BEGIN GIVEN ENTRIES

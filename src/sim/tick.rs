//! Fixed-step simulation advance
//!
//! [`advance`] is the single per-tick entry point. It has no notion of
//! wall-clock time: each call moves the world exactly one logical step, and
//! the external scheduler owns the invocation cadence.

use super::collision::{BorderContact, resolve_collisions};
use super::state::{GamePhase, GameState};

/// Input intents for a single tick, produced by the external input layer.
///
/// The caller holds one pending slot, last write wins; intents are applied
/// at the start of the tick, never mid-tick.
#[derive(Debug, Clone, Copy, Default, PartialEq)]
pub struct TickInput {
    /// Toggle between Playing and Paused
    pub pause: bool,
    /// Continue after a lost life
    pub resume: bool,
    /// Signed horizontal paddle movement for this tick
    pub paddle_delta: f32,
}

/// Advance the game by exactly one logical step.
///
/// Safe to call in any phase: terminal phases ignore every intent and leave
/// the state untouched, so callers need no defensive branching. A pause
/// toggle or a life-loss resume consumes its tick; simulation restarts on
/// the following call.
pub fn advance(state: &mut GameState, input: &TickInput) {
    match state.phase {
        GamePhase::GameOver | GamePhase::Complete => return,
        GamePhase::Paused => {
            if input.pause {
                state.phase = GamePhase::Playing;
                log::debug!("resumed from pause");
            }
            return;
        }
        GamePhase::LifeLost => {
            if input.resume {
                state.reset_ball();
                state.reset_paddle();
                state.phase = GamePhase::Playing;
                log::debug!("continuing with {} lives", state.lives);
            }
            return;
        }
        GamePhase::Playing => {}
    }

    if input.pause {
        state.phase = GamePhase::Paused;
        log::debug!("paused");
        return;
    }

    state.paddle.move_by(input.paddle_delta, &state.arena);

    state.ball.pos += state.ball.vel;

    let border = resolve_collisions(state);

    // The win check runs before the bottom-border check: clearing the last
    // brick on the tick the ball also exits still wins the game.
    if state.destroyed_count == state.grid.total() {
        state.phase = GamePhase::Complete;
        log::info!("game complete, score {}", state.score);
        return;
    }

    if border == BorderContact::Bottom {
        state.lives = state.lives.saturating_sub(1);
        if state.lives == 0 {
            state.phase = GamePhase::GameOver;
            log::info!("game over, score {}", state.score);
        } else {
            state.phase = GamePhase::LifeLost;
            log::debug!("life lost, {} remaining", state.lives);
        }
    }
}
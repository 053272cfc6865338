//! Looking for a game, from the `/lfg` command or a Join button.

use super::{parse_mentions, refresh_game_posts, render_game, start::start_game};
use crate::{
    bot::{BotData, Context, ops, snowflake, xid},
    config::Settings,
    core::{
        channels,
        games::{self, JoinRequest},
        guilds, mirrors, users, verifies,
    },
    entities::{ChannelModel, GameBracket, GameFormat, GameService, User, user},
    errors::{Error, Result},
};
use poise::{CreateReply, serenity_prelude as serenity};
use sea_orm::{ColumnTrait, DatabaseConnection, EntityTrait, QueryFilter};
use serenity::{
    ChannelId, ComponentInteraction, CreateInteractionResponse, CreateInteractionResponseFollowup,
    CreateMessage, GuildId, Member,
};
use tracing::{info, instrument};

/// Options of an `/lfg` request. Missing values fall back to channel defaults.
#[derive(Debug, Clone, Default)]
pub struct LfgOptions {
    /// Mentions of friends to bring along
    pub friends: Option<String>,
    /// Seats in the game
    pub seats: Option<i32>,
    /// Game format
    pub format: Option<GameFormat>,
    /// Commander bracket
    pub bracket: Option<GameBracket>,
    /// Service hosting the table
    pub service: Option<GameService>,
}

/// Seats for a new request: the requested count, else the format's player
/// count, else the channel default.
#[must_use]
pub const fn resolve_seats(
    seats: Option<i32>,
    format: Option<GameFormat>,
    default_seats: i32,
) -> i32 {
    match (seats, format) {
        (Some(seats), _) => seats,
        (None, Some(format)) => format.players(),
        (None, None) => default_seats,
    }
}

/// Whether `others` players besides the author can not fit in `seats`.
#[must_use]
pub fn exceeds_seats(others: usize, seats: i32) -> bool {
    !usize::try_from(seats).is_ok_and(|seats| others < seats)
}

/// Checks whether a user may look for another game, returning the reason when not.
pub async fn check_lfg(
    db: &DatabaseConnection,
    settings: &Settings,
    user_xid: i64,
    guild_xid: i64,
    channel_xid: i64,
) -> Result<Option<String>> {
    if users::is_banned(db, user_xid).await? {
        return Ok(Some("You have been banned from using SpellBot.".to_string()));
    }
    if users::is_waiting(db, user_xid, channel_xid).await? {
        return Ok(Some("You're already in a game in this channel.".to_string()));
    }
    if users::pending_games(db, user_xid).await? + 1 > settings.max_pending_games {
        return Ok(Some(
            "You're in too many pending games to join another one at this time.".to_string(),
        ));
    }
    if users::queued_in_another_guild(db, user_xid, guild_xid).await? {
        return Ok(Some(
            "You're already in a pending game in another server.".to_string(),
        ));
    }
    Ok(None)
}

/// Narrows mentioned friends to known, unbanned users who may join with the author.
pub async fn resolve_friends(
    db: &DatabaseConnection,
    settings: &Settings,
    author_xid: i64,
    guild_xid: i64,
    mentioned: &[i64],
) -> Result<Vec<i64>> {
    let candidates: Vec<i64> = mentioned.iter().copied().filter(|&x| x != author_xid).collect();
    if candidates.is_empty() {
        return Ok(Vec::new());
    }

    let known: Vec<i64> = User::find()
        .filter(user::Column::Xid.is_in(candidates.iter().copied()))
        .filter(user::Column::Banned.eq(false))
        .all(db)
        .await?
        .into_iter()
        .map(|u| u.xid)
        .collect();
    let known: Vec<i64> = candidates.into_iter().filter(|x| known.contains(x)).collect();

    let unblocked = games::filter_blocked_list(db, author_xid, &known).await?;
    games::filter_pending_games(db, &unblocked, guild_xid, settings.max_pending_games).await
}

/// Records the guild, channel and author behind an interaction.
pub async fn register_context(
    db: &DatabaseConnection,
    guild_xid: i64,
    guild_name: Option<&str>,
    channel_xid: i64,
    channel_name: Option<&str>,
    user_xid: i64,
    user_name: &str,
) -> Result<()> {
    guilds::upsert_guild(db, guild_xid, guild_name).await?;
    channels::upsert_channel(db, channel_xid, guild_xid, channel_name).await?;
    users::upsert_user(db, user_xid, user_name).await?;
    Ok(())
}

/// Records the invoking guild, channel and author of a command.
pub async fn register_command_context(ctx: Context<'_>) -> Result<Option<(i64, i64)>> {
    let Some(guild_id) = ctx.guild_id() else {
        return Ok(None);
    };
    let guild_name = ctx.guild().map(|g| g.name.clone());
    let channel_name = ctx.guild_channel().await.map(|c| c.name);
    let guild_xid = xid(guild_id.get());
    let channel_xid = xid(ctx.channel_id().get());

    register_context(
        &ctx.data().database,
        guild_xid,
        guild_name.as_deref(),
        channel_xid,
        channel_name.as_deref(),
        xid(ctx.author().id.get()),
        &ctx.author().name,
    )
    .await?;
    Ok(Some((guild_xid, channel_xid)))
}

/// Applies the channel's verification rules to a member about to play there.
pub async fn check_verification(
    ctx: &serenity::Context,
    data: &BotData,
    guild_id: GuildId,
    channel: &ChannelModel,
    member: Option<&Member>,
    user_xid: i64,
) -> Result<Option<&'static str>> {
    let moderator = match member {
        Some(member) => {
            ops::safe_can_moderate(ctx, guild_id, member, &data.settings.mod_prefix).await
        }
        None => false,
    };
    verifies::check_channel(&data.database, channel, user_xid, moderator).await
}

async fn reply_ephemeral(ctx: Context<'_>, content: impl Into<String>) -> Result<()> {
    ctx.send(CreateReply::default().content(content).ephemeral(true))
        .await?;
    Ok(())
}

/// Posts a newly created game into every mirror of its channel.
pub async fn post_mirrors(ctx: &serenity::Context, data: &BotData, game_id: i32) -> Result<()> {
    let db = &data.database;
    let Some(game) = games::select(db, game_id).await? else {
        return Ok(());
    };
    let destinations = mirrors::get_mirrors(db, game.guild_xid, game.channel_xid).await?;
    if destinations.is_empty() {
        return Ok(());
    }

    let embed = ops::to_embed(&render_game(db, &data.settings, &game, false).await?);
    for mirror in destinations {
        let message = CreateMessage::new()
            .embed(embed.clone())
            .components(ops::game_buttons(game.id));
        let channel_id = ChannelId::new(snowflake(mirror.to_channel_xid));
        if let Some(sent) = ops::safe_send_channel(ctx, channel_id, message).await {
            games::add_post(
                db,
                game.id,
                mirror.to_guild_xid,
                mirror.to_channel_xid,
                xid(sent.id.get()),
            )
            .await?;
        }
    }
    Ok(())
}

END GIVEN ENTRIES

- TASK BRIEF: Search the listing above for "guilds" and copy every line that has it.

- RESPONSE BOX:
        guilds, mirrors, users, verifies,
    guilds::upsert_guild(db, guild_xid, guild_name).await?;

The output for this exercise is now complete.